Rupa & Company , a leading Indian innerwear manufacturer, reported a mixed financial performance for the second quarter of fiscal year 2026, with revenue growth accompanied by margin pressure due to an aggressive pricing strategy.

Revenue and Volume Growth

The company recorded an 8% year-on-year revenue growth to INR 320.00 crores in Q2 FY26, primarily driven by a robust 14% volume growth. This growth was largely attributed to strong traction in the economy and mid-premium segments, with the company adopting a calibrated pricing approach to compete effectively in the market.

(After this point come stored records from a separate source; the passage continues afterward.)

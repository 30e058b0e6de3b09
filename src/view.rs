use crate::block_position::{BlockPosition, ChunkKey};
use crate::bounding_box::BoundingBox;
use rustc_hash::FxHashSet;
use smol_str::SmolStr;

/// Identifies a view across stages: `(stage name, view name)`.
#[derive(Debug, Clone, PartialEq, Eq, Hash, PartialOrd, Ord)]
pub struct ViewId {
    pub stage: SmolStr,
    pub view: SmolStr,
}

impl ViewId {
    pub fn new(stage: impl Into<SmolStr>, view: impl Into<SmolStr>) -> Self {
        ViewId {
            stage: stage.into(),
            view: view.into(),
        }
    }
}

/// A named, prioritized region of overrides inside a stage.
///
/// Higher `priority` wins where views overlap. `breakable` is only read by the
/// interaction layer. A view without a bound claims chunks exclusively through
/// [`View::add_chunk`].
#[derive(Debug, Clone)]
pub struct View {
    name: SmolStr,
    stage: SmolStr,
    priority: i32,
    breakable: bool,
    bound: Option<BoundingBox>,
    chunk_keys: FxHashSet<ChunkKey>,
}

impl View {
    pub fn new(stage: impl Into<SmolStr>, name: impl Into<SmolStr>, bound: BoundingBox) -> Self {
        View {
            name: name.into(),
            stage: stage.into(),
            priority: 0,
            breakable: false,
            bound: Some(bound),
            chunk_keys: FxHashSet::default(),
        }
    }

    pub fn unbounded(stage: impl Into<SmolStr>, name: impl Into<SmolStr>) -> Self {
        View {
            name: name.into(),
            stage: stage.into(),
            priority: 0,
            breakable: false,
            bound: None,
            chunk_keys: FxHashSet::default(),
        }
    }

    pub fn with_priority(mut self, priority: i32) -> Self {
        self.priority = priority;
        self
    }

    pub fn with_breakable(mut self, breakable: bool) -> Self {
        self.breakable = breakable;
        self
    }

    pub fn id(&self) -> ViewId {
        ViewId::new(self.stage.clone(), self.name.clone())
    }

    pub fn name(&self) -> &str {
        &self.name
    }

    /// Name of the stage this view belongs to.
    pub fn stage(&self) -> &str {
        &self.stage
    }

    pub(crate) fn set_stage(&mut self, stage: SmolStr) {
        self.stage = stage;
    }

    pub fn priority(&self) -> i32 {
        self.priority
    }

    pub fn set_priority(&mut self, priority: i32) {
        self.priority = priority;
    }

    pub fn is_breakable(&self) -> bool {
        self.breakable
    }

    pub fn set_breakable(&mut self, breakable: bool) {
        self.breakable = breakable;
    }

    pub fn bound(&self) -> Option<&BoundingBox> {
        self.bound.as_ref()
    }

    /// `None` makes the view unbounded, so tagged adds no longer match it.
    pub fn set_bound(&mut self, bound: Option<BoundingBox>) {
        self.bound = bound;
    }

    /// True when the view has a bound and `pos` lies inside it.
    pub fn bound_contains(&self, pos: BlockPosition) -> bool {
        self.bound.is_some_and(|b| b.contains(pos))
    }

    /// Returns `true` when the key was not claimed before.
    pub fn add_chunk(&mut self, key: ChunkKey) -> bool {
        self.chunk_keys.insert(key)
    }

    pub fn contains_chunk(&self, key: ChunkKey) -> bool {
        self.chunk_keys.contains(&key)
    }

    pub(crate) fn clear_chunks(&mut self) {
        self.chunk_keys.clear();
    }

    pub fn chunk_keys(&self) -> &FxHashSet<ChunkKey> {
        &self.chunk_keys
    }
}

#[cfg(test)]
mod tests {
    use super::*;

    #[test]
    fn test_add_chunk_is_idempotent() {
        let mut view = View::new("s", "v", BoundingBox::new((0, 0, 0), (15, 255, 15)));
        let key = ChunkKey::new(0, 0);
        assert!(view.add_chunk(key));
        assert!(!view.add_chunk(key));
        assert_eq!(view.chunk_keys().len(), 1);
        assert!(view.contains_chunk(key));
        assert!(!view.contains_chunk(ChunkKey::new(1, 0)));
    }

    #[test]
    fn test_unbounded_view_contains_nothing() {
        let view = View::unbounded("s", "v");
        assert!(view.bound().is_none());
        assert!(!view.bound_contains(BlockPosition::new(0, 0, 0)));
    }

    #[test]
    fn test_clearing_bound_makes_view_unbounded() {
        let mut view = View::new("s", "v", BoundingBox::new((0, 0, 0), (15, 255, 15)));
        assert!(view.bound_contains(BlockPosition::new(1, 1, 1)));
        view.set_bound(None);
        assert!(view.bound().is_none());
        assert!(!view.bound_contains(BlockPosition::new(1, 1, 1)));
        view.set_bound(Some(BoundingBox::new((16, 0, 0), (31, 0, 15))));
        assert!(view.bound_contains(BlockPosition::new(20, 0, 4)));
    }

    #[test]
    fn test_builder_flags() {
        let view = View::new("arena", "floor", BoundingBox::default())
            .with_priority(3)
            .with_breakable(true);
        assert_eq!(view.priority(), 3);
        assert!(view.is_breakable());
        assert_eq!(view.id(), ViewId::new("arena", "floor"));
        assert_eq!(view.stage(), "arena");
    }
}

Margin Pressure and Profitability

Despite the revenue growth, Rupa & Company faced margin pressure during the quarter:

Metric Q2 FY26 YoY Change
EBITDA INR 22.00 crores -21%
EBITDA Margin 7.00% -260 bps
Net Profit INR 15.00 crores -21%
PAT Margin 4.50% -170 bps

The decline in profitability was primarily due to the company's aggressive pricing strategy aimed at maintaining competitiveness in the market. The gross margin saw a dip of 140 basis points, while advertising spend increased by 60 basis points.

Segment Performance

  • Thermalwear: Contributed 13% to quarterly revenues, showing a strong volume growth of 23-24%.
  • Exports: Delivered a 28% year-on-year growth, contributing 4% to H1 FY26 revenues.
  • Modern Trade and E-commerce: Maintained steady momentum, contributing 8% to H1 revenues.
  • Athleisure: Contributed around 8% to Q2 revenues, with a volume and value growth of approximately 13%.

Strategic Initiatives

Rupa & Company is focusing on several initiatives to drive growth and improve profitability:

  1. Increased marketing reach and strengthening of the sales and marketing team.
  2. Appointment of an e-commerce head and an Exclusive Brand Outlet (EBO) head.
  3. Launch on Amazon.com through an aggregator.
  4. Introduction of a kiosk for the infant brand, Peek-A-Boo.
  5. Strengthening presence in large retail chain format stores like Style Bazaar and City Style.

Outlook

While the company faces intense competition and margin pressure in the short term, management remains optimistic about future growth prospects. Key focus areas include:

  • Maintaining volume-led growth in the near term.
  • Restoring margin balance through mix optimization and operational efficiency.
  • Targeting at least 14-15% growth in the athleisure segment for the fiscal year.
  • Aiming for a 20% growth in modern trade and e-commerce channels.
  • Expecting expanded contribution from thermalwear in the upcoming winter season.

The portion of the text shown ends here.